▸ Brief
Your task is to repeat exactly the lines below between the line holding "filename src/prelude.rs" and the line holding "use crate::driver::DriverConnection;", inclusive, and only those.

▸ Saved entries

____

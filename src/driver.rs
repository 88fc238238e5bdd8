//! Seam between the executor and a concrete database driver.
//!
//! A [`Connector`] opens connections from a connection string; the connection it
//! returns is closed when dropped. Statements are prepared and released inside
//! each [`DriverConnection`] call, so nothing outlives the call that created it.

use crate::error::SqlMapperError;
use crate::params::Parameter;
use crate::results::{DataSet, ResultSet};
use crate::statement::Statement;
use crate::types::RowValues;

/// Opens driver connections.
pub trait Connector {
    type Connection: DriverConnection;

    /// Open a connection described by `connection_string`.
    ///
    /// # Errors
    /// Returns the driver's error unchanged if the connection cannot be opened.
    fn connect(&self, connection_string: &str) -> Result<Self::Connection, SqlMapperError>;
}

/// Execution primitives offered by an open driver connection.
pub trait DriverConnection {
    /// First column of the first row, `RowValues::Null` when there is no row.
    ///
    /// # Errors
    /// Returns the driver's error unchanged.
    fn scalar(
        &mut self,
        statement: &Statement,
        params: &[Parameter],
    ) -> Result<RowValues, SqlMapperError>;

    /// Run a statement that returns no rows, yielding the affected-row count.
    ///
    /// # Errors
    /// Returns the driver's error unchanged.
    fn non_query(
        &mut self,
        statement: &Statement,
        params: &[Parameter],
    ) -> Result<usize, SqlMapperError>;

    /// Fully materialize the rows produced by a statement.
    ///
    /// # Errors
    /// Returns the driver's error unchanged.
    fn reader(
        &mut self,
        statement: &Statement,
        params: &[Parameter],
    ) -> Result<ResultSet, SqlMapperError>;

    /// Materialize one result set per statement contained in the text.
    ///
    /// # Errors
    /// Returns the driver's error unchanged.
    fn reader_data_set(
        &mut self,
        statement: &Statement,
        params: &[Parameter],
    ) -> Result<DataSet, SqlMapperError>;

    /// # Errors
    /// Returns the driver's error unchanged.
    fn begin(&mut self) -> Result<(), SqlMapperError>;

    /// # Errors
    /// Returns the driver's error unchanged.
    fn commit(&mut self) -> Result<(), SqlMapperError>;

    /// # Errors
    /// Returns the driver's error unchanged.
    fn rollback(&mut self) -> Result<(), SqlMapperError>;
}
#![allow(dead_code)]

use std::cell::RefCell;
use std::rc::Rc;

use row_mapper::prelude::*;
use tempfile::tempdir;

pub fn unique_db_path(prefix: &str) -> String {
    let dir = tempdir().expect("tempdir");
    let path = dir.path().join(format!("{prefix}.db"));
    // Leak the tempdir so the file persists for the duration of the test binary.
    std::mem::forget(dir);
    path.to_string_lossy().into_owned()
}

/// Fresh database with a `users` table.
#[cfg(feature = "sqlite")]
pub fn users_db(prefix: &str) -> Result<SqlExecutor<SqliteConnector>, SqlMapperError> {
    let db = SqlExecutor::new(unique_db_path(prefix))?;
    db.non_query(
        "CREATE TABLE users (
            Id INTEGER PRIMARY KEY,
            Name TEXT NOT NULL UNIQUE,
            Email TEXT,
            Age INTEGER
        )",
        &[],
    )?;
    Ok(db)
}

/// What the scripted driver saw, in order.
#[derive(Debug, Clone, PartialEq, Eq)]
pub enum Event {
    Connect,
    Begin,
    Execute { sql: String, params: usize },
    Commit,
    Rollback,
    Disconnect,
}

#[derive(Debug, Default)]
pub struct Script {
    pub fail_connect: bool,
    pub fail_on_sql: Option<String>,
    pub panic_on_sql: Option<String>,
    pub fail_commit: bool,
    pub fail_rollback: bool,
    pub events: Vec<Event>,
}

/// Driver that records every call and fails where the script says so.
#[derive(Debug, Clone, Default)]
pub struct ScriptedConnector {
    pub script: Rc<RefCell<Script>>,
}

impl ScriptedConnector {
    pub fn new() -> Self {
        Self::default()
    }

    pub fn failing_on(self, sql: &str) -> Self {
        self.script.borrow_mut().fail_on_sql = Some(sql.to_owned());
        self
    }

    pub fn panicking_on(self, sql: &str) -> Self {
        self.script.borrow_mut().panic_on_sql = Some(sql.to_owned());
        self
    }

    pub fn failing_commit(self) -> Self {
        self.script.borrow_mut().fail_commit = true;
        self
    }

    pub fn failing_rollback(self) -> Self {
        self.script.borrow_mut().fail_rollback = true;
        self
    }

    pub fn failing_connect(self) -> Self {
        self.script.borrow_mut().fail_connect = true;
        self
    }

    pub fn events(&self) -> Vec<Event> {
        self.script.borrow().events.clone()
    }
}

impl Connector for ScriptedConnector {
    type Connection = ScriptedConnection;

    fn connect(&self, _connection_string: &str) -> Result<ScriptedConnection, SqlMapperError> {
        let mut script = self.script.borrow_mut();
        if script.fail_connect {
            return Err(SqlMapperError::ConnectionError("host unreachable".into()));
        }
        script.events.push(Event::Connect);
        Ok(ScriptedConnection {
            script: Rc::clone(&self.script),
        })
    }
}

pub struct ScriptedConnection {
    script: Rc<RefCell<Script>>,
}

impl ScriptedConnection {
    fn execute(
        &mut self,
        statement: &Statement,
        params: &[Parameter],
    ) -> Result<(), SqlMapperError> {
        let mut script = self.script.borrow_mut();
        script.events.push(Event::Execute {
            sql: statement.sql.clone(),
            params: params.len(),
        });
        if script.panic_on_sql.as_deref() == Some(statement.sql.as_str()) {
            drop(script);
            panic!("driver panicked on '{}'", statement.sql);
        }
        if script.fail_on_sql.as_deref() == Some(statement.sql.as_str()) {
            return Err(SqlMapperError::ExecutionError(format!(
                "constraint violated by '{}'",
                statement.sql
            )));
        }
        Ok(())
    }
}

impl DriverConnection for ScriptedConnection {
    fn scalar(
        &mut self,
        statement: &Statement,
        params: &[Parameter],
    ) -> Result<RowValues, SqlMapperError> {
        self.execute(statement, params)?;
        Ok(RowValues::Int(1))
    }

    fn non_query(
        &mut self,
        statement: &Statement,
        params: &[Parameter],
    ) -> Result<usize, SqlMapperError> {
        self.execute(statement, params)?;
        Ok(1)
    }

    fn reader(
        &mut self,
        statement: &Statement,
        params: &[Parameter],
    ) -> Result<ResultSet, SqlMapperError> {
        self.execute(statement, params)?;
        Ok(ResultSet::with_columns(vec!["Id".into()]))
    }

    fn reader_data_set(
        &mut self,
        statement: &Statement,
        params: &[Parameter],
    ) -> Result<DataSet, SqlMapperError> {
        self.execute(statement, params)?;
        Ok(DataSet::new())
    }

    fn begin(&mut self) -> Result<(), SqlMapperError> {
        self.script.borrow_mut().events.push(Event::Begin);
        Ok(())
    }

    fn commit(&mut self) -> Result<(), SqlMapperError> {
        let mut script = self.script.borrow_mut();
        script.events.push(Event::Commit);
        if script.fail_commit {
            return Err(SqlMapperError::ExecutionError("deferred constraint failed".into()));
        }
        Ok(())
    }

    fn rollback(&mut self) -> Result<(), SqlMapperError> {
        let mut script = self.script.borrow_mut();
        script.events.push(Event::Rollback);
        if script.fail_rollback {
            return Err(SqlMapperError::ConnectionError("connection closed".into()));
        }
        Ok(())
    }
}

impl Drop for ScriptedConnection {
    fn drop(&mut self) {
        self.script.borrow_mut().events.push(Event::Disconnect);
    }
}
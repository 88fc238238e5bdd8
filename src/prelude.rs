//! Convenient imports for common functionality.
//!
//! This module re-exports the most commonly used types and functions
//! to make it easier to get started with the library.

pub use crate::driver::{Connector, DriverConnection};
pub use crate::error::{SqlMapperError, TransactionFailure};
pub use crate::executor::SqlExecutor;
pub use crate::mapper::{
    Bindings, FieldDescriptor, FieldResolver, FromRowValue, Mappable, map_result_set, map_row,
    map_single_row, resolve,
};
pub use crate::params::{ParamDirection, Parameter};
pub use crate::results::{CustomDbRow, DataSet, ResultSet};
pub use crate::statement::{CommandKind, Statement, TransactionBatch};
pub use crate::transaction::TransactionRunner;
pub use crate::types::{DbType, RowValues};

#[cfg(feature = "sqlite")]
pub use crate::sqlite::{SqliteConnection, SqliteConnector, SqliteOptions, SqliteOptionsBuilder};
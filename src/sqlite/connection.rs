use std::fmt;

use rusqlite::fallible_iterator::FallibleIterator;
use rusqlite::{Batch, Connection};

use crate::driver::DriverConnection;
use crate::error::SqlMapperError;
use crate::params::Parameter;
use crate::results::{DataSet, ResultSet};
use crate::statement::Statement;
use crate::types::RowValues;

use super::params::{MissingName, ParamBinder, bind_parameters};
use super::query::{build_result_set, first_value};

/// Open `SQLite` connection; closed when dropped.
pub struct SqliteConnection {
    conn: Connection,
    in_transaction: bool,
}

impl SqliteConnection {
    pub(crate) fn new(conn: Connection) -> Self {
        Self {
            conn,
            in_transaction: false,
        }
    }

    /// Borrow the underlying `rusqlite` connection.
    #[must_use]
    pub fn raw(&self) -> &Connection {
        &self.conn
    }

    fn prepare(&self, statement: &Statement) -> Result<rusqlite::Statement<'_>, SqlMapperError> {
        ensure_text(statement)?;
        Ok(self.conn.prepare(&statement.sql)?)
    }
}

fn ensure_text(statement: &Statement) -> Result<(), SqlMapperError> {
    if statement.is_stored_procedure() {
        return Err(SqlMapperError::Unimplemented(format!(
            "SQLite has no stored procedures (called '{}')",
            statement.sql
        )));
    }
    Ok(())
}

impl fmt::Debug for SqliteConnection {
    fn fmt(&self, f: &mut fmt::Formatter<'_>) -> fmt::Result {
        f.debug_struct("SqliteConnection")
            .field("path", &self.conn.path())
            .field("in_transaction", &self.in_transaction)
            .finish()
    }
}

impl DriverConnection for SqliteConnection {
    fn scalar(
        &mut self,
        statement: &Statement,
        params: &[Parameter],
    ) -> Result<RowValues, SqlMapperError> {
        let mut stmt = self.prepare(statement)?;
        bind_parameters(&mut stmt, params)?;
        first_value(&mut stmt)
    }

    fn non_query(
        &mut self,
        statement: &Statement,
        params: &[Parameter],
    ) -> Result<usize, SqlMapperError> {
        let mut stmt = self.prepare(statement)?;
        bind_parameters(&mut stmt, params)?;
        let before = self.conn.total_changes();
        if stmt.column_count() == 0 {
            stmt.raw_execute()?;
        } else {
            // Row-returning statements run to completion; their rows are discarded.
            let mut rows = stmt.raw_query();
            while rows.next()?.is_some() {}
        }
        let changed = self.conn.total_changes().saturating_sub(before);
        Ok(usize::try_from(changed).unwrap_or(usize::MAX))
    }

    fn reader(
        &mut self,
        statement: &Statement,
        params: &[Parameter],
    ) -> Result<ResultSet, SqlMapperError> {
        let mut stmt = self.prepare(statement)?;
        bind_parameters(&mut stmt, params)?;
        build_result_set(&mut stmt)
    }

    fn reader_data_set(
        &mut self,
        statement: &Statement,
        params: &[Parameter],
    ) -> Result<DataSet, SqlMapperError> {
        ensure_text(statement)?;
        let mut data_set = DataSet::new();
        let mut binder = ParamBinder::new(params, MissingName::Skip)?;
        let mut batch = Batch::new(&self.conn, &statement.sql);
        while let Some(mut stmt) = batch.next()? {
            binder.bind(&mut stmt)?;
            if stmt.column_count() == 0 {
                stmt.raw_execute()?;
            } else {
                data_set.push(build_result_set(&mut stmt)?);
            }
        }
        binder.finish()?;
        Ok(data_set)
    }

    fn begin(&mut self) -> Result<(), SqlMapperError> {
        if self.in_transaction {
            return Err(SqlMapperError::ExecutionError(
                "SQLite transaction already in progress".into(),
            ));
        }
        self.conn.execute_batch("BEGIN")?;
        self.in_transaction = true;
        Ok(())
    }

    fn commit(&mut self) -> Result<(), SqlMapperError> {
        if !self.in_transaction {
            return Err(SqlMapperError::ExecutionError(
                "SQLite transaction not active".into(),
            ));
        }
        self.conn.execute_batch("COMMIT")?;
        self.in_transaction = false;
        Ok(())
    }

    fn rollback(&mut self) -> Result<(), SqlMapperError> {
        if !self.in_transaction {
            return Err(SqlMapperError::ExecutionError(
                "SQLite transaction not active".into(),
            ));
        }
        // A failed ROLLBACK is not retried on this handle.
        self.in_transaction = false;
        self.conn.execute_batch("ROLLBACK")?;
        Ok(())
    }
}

____

▸ Task result
filename src/prelude.rs
//! Convenient imports for common functionality.
//!
//! This module re-exports the most commonly used types and functions
//! to make it easier to get started with the library.

pub use crate::driver::{Connector, DriverConnection};
pub use crate::error::{SqlMapperError, TransactionFailure};
pub use crate::executor::SqlExecutor;
pub use crate::mapper::{
    Bindings, FieldDescriptor, FieldResolver, FromRowValue, Mappable, map_result_set, map_row,
    map_single_row, resolve,
};
pub use crate::params::{ParamDirection, Parameter};
pub use crate::results::{CustomDbRow, DataSet, ResultSet};
pub use crate::statement::{CommandKind, Statement, TransactionBatch};
pub use crate::transaction::TransactionRunner;
pub use crate::types::{DbType, RowValues};

#[cfg(feature = "sqlite")]
pub use crate::sqlite::{SqliteConnection, SqliteConnector, SqliteOptions, SqliteOptionsBuilder};
filename src/sqlite/connection.rs
use std::fmt;

use rusqlite::fallible_iterator::FallibleIterator;
use rusqlite::{Batch, Connection};

use crate::driver::DriverConnection;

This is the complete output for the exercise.